Fresh-cut apples were subjected to mild vacuum impregnation (Vacuum pressure=67.7 mbar). M0: 30 °Brix honey solution (HS); M0.5: HS+0.5% citric acid (CA)+0.5% ascorbic acid (AA); and M1: HS+1% CA+1% AA were used as osmotic solutions. Changes in soluble solids (SS), pH, firmness, color (∆E*ab), total phenolic and vitamin C content, and antioxidant capacity were evaluated on days 0 and 7 of storage at 1.5 °C. Mass transfer parameters were calculated. The best results were obtained with the M1 treatment. Vacuum-impregnated fresh-cut apples gained solids (3.3%) and weight (1.6%) and lost water (1.8%). The following modifications were observed on day 0: an increase of SS (26%), a reduction in firmness (14%), a slight color change (∆E*ab=3.3), a great increase in vitamin C content (31 times higher than in fresh-cut fruits) and increases in total phenolic content and antioxidant capacity (27% and 77%, respectively). On day 7 of storage, an additional reduction of firmness was observed, but the other attributes were maintained or increased. The M1 treatment is an appropriate alternative for processing fresh-cut apples and obtaining improved healthy attributes.

Manzanas frescas cortadas fueron impregnadas por vacío suave (Presión de vacío=67,7 mbar). Se emplearon tres soluciones osmóticas: M0: solución osmótica de miel a 30 °Brix (HS); M0,5: HS+0,5% de ácido cítrico (AC)+0,5% de ácido ascórbico (AA); y M1: HS+1% AC+1% AA. Se evaluaron los cambios en los sólidos solubles (SS), pH, firmeza, color (∆E*ab), fenoles totales, capacidad antioxidante y contenido de vitamina C en el día cero y después de 7 días de  almacenamiento a 1,5 °C. Se calcularon los parámetros de transferencia de masa. La mejor alternativa fue el tratamiento M1. Las manzanas impregnadas ganaron sólidos (3,3%), perdieron agua (1.8%) y ganaron peso (1.6%).
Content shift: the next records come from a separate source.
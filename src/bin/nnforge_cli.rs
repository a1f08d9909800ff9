use std::sync::Arc;

use anyhow::Context;
use clap::{Parser, Subcommand, ValueEnum};
use nnforge::backend::BackendRegistry;
use nnforge::codegen::{compile, BackendPolicy, Plan};
use nnforge::config::RuntimeConfig;
use nnforge::exec::Execution;
use nnforge::graph::{
    ConcatParam, ConstData, Conv2DParam, DataType, FullyConnectedParam, IoIndex, Model, Node, OpKind,
    OperandIndex, Operation, Pool2DParam, ReshapeParam, Shape, SoftmaxParam, TypeInfo,
};
use serde::Serialize;

#[derive(Parser, Debug)]
#[command(name = "nnforge-cli", version)]
#[command(about = "Compile and run built-in demo graphs on the nnforge backends", long_about = None)]
struct Cli {
    #[command(subcommand)]
    command: Commands,
}

#[derive(Subcommand, Debug)]
enum Commands {
    /// List registered backends
    Backends,
    /// Compile a demo graph and print its plan
    Plan {
        #[arg(value_enum)]
        demo: Demo,
        #[command(flatten)]
        placement: Placement,
    },
    /// Compile and run a demo graph on a ramp input
    Run {
        #[arg(value_enum)]
        demo: Demo,
        #[command(flatten)]
        placement: Placement,
        /// Print the result as JSON
        #[arg(long)]
        json: bool,
    },
}

#[derive(clap::Args, Debug)]
struct Placement {
    /// Backend for every operation (same as OP_BACKEND_ALLOPS)
    #[arg(long)]
    backend: Option<String>,
    /// Per-operation override, e.g. SOFTMAX=cpu
    #[arg(long = "op", value_name = "NNAPI_NAME=BACKEND")]
    overrides: Vec<String>,
}

#[derive(Debug, Clone, Copy, ValueEnum)]
enum Demo {
    /// conv 3x3 SAME + relu, max pool, reshape, fully connected, softmax
    Classifier,
    /// two [1,2,3,2] feature maps concatenated along channels
    Concat,
}

#[derive(Debug, Serialize)]
struct RunReport {
    demo: String,
    backends: Vec<String>,
    runnables: usize,
    output_shape: Vec<usize>,
    output: Vec<f32>,
}

fn main() -> anyhow::Result<()> {
    nnforge::logging::init_logging_default();
    let cli = Cli::parse();
    let config = RuntimeConfig::from_env()?;
    let registry = BackendRegistry::with_default_backends(&config)?;

    match cli.command {
        Commands::Backends => {
            for id in registry.ids() {
                let backend = registry.lookup(id)?;
                let kinds: Vec<&str> = OpKind::ALL
                    .iter()
                    .filter(|kind| backend.config().supports(**kind))
                    .map(|kind| kind.name())
                    .collect();
                println!("{:<4} layout={} ops={}", id, backend.config().layout(), kinds.join(","));
            }
        }
        Commands::Plan { demo, placement } => {
            let policy = placement.policy(&config)?;
            let plan = compile(demo.model()?, &registry, &policy)?;
            for (position, runnable) in plan.runnables().iter().enumerate() {
                println!("{:>3}  {}", position, runnable.name());
            }
            for (backend, stats) in plan.stats() {
                println!("{}: {}", backend, stats);
            }
        }
        Commands::Run {
            demo,
            placement,
            json,
        } => {
            let policy = placement.policy(&config)?;
            let plan = Arc::new(compile(demo.model()?, &registry, &policy)?);
            let (shape, output) = run_ramp(&plan)?;
            let report = RunReport {
                demo: format!("{:?}", demo).to_lowercase(),
                backends: plan.backends().iter().map(|b| b.to_string()).collect(),
                runnables: plan.runnables().len(),
                output_shape: shape,
                output,
            };
            if json {
                println!("{}", serde_json::to_string_pretty(&report)?);
            } else {
                println!("{} on {:?}: {} runnables", report.demo, report.backends, report.runnables);
                println!("output {:?} = {:?}", report.output_shape, report.output);
            }
        }
    }
    Ok(())
}

impl Placement {
    fn policy(&self, config: &RuntimeConfig) -> anyhow::Result<BackendPolicy> {
        let pairs = self
            .overrides
            .iter()
            .map(|pair| {
                pair.split_once('=')
                    .map(|(k, v)| (k.to_string(), v.to_string()))
                    .with_context(|| format!("override {:?} is not NNAPI_NAME=BACKEND", pair))
            })
            .collect::<anyhow::Result<Vec<_>>>()?;
        let mut policy = if pairs.is_empty() {
            BackendPolicy::from_env()
        } else {
            BackendPolicy::from_pairs(pairs)
        };
        policy = policy.with_default_backend(config.default_backend.clone());
        if let Some(backend) = &self.backend {
            policy = policy.with_all_ops(backend.clone());
        }
        Ok(policy)
    }
}

/// Feed `0.1, 0.2, ...` into every input and return the first output.
fn run_ramp(plan: &Arc<Plan>) -> anyhow::Result<(Vec<usize>, Vec<f32>)> {
    let model = plan.model();
    let inputs: Vec<Vec<u8>> = model
        .inputs()
        .iter()
        .map(|index| -> nnforge::ForgeResult<Vec<u8>> {
            let count = model.operands().shape(*index)?.num_elements();
            Ok((0..count)
                .flat_map(|i| ((i + 1) as f32 * 0.1).to_le_bytes())
                .collect())
        })
        .collect::<nnforge::ForgeResult<_>>()?;
    let output_index = *model.outputs().first().context("demo graph has no output")?;
    let output_shape = model.operands().shape(output_index)?.dims().to_vec();
    let mut output = vec![0u8; output_shape.iter().product::<usize>() * 4];

    {
        let mut execution = Execution::new(Arc::clone(plan));
        for (i, bytes) in inputs.iter().enumerate() {
            execution.set_input(IoIndex::from(i), bytes)?;
        }
        execution.set_output(IoIndex(0), &mut output)?;
        execution.run()?;
    }

    let values = output
        .chunks_exact(4)
        .map(|b| f32::from_le_bytes([b[0], b[1], b[2], b[3]]))
        .collect();
    Ok((output_shape, values))
}

impl Demo {
    fn model(self) -> anyhow::Result<Model> {
        let mut model = Model::new();
        match self {
            Demo::Classifier => classifier(&mut model)?,
            Demo::Concat => concat(&mut model)?,
        }
        model.finish_building()?;
        Ok(model)
    }
}

fn tensor(model: &mut Model, dims: &[usize]) -> nnforge::ForgeResult<OperandIndex> {
    model.add_operand(Shape::new(dims.to_vec()), TypeInfo::new(DataType::Float32))
}

fn constant(model: &mut Model, dims: &[usize], values: &[f32]) -> nnforge::ForgeResult<OperandIndex> {
    let index = tensor(model, dims)?;
    model.set_operand_value(index, ConstData::from_f32(values))?;
    Ok(index)
}

fn scalar_i32(model: &mut Model, value: i32) -> nnforge::ForgeResult<OperandIndex> {
    let index = model.add_operand(Shape::scalar(), TypeInfo::new(DataType::ScalarInt32))?;
    model.set_operand_value(index, ConstData::from_i32(&[value]))?;
    Ok(index)
}

fn classifier(model: &mut Model) -> anyhow::Result<()> {
    const SAME: i32 = 1;
    const VALID: i32 = 2;
    const RELU: i32 = 1;

    let input = tensor(model, &[1, 3, 3, 1])?;
    let kernel = constant(model, &[1, 3, 3, 1], &[0.0, 1.0, 0.0, 1.0, -4.0, 1.0, 0.0, 1.0, 0.0])?;
    let bias = constant(model, &[1], &[0.5])?;
    let conv_out = tensor(model, &[1, 3, 3, 1])?;
    let conv = Conv2DParam {
        padding: scalar_i32(model, SAME)?,
        hstride: scalar_i32(model, 1)?,
        vstride: scalar_i32(model, 1)?,
        activation: scalar_i32(model, RELU)?,
    };
    model.add_operation(Operation::Conv2D(Node::new(vec![input, kernel, bias], vec![conv_out], conv)))?;

    let pooled = tensor(model, &[1, 2, 2, 1])?;
    let pool = Pool2DParam {
        padding: scalar_i32(model, VALID)?,
        hstride: scalar_i32(model, 1)?,
        vstride: scalar_i32(model, 1)?,
        kw: scalar_i32(model, 2)?,
        kh: scalar_i32(model, 2)?,
        activation: scalar_i32(model, 0)?,
    };
    model.add_operation(Operation::MaxPool2D(Node::new(vec![conv_out], vec![pooled], pool)))?;

    let flat = tensor(model, &[1, 4])?;
    let reshape = ReshapeParam { shape: None };
    model.add_operation(Operation::Reshape(Node::new(vec![pooled], vec![flat], reshape)))?;

    let weights = constant(
        model,
        &[3, 4],
        &[1.0, 0.0, 0.0, 0.0, 0.0, 1.0, 1.0, 0.0, 0.25, 0.25, 0.25, 0.25],
    )?;
    let fc_bias = constant(model, &[3], &[0.0, 0.1, 0.2])?;
    let logits = tensor(model, &[1, 3])?;
    let fc = FullyConnectedParam {
        activation: scalar_i32(model, 0)?,
    };
    model.add_operation(Operation::FullyConnected(Node::new(
        vec![flat, weights, fc_bias],
        vec![logits],
        fc,
    )))?;

    let probabilities = tensor(model, &[1, 3])?;
    let beta = model.add_operand(Shape::scalar(), TypeInfo::new(DataType::ScalarFloat32))?;
    model.set_operand_value(beta, ConstData::from_f32(&[1.0]))?;
    let softmax = SoftmaxParam { beta };
    model.add_operation(Operation::Softmax(Node::new(vec![logits], vec![probabilities], softmax)))?;

    model.add_input(input)?;
    model.add_output(probabilities)?;
    Ok(())
}

fn concat(model: &mut Model) -> anyhow::Result<()> {
    let lhs = tensor(model, &[1, 2, 3, 2])?;
    let rhs = tensor(model, &[1, 2, 3, 2])?;
    let output = tensor(model, &[1, 2, 3, 4])?;
    let axis = scalar_i32(model, 3)?;
    model.add_operation(Operation::Concat(Node::new(
        vec![lhs, rhs],
        vec![output],
        ConcatParam { axis },
    )))?;
    model.add_input(lhs)?;
    model.add_input(rhs)?;
    model.add_output(output)?;
    Ok(())
}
El día cero, se incrementaron los SS (26%), se redujo la firmeza (14%), hubo un leve cambio en el color (∆E*ab=3,3) y un gran incremento en el contenido de vitamina C (31 veces más que la fruta sin tratar), con un aumento en el contenido de fenoles totales y capacidad antioxidante (27 y 77%, respectivamente). Después de 7 días de almacenamiento, hubo una reducción adicional de la firmeza, pero se mantuvieron o mejoraron otros atributos. El tratamiento M1 demostró ser una alternativa apropiada para el procesamiento de manzanas frescas cortadas que permite obtener un alimento más saludable.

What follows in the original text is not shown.